In re Marriage of Izzo
144 N.E.3d 132
Ill. App. Ct.2019Background
- Parties divorced in 2008; judgment awarded Robert $6500/month child support for the youngest child (B.I.) and set custody such that Robert had ~15% of overnights with B.I. (2 of 14 nights).
- At dissolution Robert was a high‑earner and the marital estate was split (Kris received ~60% of nonretirement assets); the support provision from 2008 remained the most recent support order.
- In 2013 the parties entered a custody settlement giving Robert 6 of 14 nights (~43–45%); Robert withdrew a concurrent request to modify support, so the 2008 support award remained unchanged.
- In 2016 Robert left employment under a severance; by 2017 both parties had roughly equal net worth (~$8M) and mostly passive incomes; Robert stopped job searching and claimed retirement.
- August 2017 Robert petitioned to reduce child support, citing increased parenting time, Kris’s increased wealth/income, and his retirement; the trial court denied relief as no substantial change (parenting-time change deemed too remote; retirement voluntary; Kris’s wealth anticipated).

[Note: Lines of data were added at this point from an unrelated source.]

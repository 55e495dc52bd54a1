//! Depth-first, pre-order traversal over an explicit work stack.
//!
//! Each stack frame is the entry iterator of one open mapping. The top frame is
//! advanced one entry at a time: a mapping child pushes a new frame, a leaf
//! child is emitted, and an exhausted frame is popped. Native stack usage is
//! constant no matter how deeply the input nests; heap usage is
//! `O(depth)` for the frames plus the current path.
//!
//! All growth goes through `try_reserve`, so running out of memory on
//! adversarial input surfaces as [`UnnestError::ResourceExhausted`] instead of
//! aborting the process.

use alloc::string::String;
use alloc::vec::Vec;

use crate::error::UnnestError;
use crate::path::PathBuilder;
use crate::value::{Node, Tree};

/// Summary of one completed walk.
#[derive(Debug, Clone, Copy, Default, PartialEq, Eq)]
pub struct WalkStats {
    /// Leaves emitted.
    pub leaves: usize,
    /// Deepest mapping nesting seen; the root mapping is depth 1.
    pub max_depth: usize,
}

/// Walks a tree from its root mapping, emitting one `(path, leaf)` pair per
/// reachable leaf.
pub struct Traverser<T: Tree> {
    stack: Vec<T::Entries>,
    path: PathBuilder,
}

impl<T: Tree> Traverser<T> {
    /// Start a walk at the root mapping's entries.
    pub fn new(root: T::Entries) -> Result<Self, UnnestError> {
        let mut stack = Vec::new();
        stack.try_reserve(1)?;
        stack.push(root);
        Ok(Self {
            stack,
            path: PathBuilder::new(),
        })
    }

    /// Start a walk at `tree`, which must classify as a mapping.
    pub fn from_root(tree: T) -> Result<Self, UnnestError> {
        match tree.classify() {
            Node::Mapping(entries) => Self::new(entries),
            Node::Leaf(_) => Err(UnnestError::InvalidRoot),
        }
    }

    /// Drive the walk to completion, handing every leaf to `emit`.
    ///
    /// Visits each node exactly once. The order in which leaves arrive follows
    /// the host map's own iteration order and is not otherwise specified.
    pub fn run<F>(mut self, mut emit: F) -> Result<WalkStats, UnnestError>
    where
        F: FnMut(String, T::Leaf) -> Result<(), UnnestError>,
    {
        let mut stats = WalkStats {
            leaves: 0,
            max_depth: self.stack.len(),
        };

        while let Some(frame) = self.stack.last_mut() {
            let Some((key, child)) = frame.next() else {
                self.stack.pop();
                // The path is one segment shorter than the stack, so popping
                // the root frame pops nothing.
                self.path.pop();
                continue;
            };

            self.path.push(key.as_ref())?;
            match child.classify() {
                Node::Mapping(entries) => {
                    self.stack.try_reserve(1)?;
                    self.stack.push(entries);
                    stats.max_depth = stats.max_depth.max(self.stack.len());
                }
                Node::Leaf(leaf) => {
                    emit(self.path.render()?, leaf)?;
                    self.path.pop();
                    stats.leaves += 1;
                }
            }
        }

        Ok(stats)
    }
}

/// Count the leaves reachable from `tree` without rendering any paths.
///
/// Uses the same explicit-stack walk as [`Traverser`]. Empty nested mappings
/// contribute nothing.
pub fn leaf_count<T: Tree>(tree: T) -> Result<usize, UnnestError> {
    let Node::Mapping(root) = tree.classify() else {
        return Err(UnnestError::InvalidRoot);
    };

    let mut stack: Vec<T::Entries> = Vec::new();
    stack.try_reserve(1)?;
    stack.push(root);

    let mut count = 0usize;
    while let Some(frame) = stack.last_mut() {
        let Some((_, child)) = frame.next() else {
            stack.pop();
            continue;
        };
        match child.classify() {
            Node::Mapping(entries) => {
                stack.try_reserve(1)?;
                stack.push(entries);
            }
            Node::Leaf(_) => count += 1,
        }
    }
    Ok(count)
}
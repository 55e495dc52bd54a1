//! Error taxonomy for the unnest transform.
//!
//! Only two failures are ever reported. Key collisions are deliberately absent:
//! two paths that render to the same string resolve last-write-wins in
//! [`crate::collect`] and never surface as an error.

use alloc::collections::TryReserveError;

use thiserror::Error;

/// Errors returned by [`crate::unnest`] and [`crate::leaf_count`].
#[derive(Debug, Clone, PartialEq, Eq, Error)]
pub enum UnnestError {
    /// The root handed to the transform was a leaf, not a mapping.
    ///
    /// Raised before any traversal starts; there is never a partial result.
    #[error("cannot unnest a leaf value: the root must be a mapping")]
    InvalidRoot,

    /// A fallible reservation for the work stack, the path buffer or the
    /// output failed.
    #[error("ran out of memory while unnesting")]
    ResourceExhausted(#[from] TryReserveError),
}

#[cfg(test)]
mod tests {
    use super::*;
    use alloc::string::ToString;
    use alloc::vec::Vec;

    #[test]
    fn test_invalid_root_message() {
        assert_eq!(
            UnnestError::InvalidRoot.to_string(),
            "cannot unnest a leaf value: the root must be a mapping"
        );
    }

    #[test]
    fn test_try_reserve_error_converts() {
        let mut v: Vec<u64> = Vec::new();
        let err = v.try_reserve(usize::MAX).unwrap_err();
        let unnest_err: UnnestError = err.into();
        assert!(matches!(unnest_err, UnnestError::ResourceExhausted(_)));
    }
}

- The appellate court reversed: it held the increase in Robert’s parenting time since the most recent support order was a substantial change warranting recalculation of support and remanded for determination of the new amount under the (then‑effective) guidelines.
Issues
| Issue | Plaintiff's Argument (Robert) | Defendant's Argument (Kris) | Held |
|---|---|---|---|
| Whether an increase in obligor parenting time constitutes a "substantial change in circumstances" warranting modification of support | Increased overnight parenting from ~15% to ~45% since the most recent support order is a substantial change justifying reduction | The custody change occurred years before the petition and is too remote to support modification | Held: Change in custody since the most recent support order is a substantial change; remoteness is not a barrier when comparing to the most recent support order |
| Whether recipient’s increased wealth/income can alone justify modification | Kris’s greater wealth/income reduces the need for support and can be considered toward modification | Kris’s post‑judgment wealth/income was anticipated at dissolution and cannot alone justify modification | Trial court erred to the extent it ignored these factors on remand; appellate court did not decide them as threshold here but said they may be considered when setting new amount |
| Whether obligor’s retirement/voluntary unemployment constitutes substantial change | Robert contends his retirement and loss of employment income supports modification | Kris argues the retirement was voluntary and failure to seek work precludes change being "substantial" | Trial court found retirement voluntary and not a substantial change; appellate court did not decide this issue on the merits and left it for consideration on remand if relevant in calculating support |
| Whether the change must be temporally proximate to the petition (remoteness rule) | A change need only have occurred since the most recent support order; it need not be contemporaneous with the petition | The 2013 custody change was too remote (five years earlier) to form the basis for modification | Held: The correct temporal benchmark is the most recent support order; a change since that order can be the basis for modification even if it occurred several years before the petition |
Key Cases Cited
- In re Marriage of White, 204 Ill. App. 3d 579 (1990) (change in custody can constitute a substantial change warranting modification)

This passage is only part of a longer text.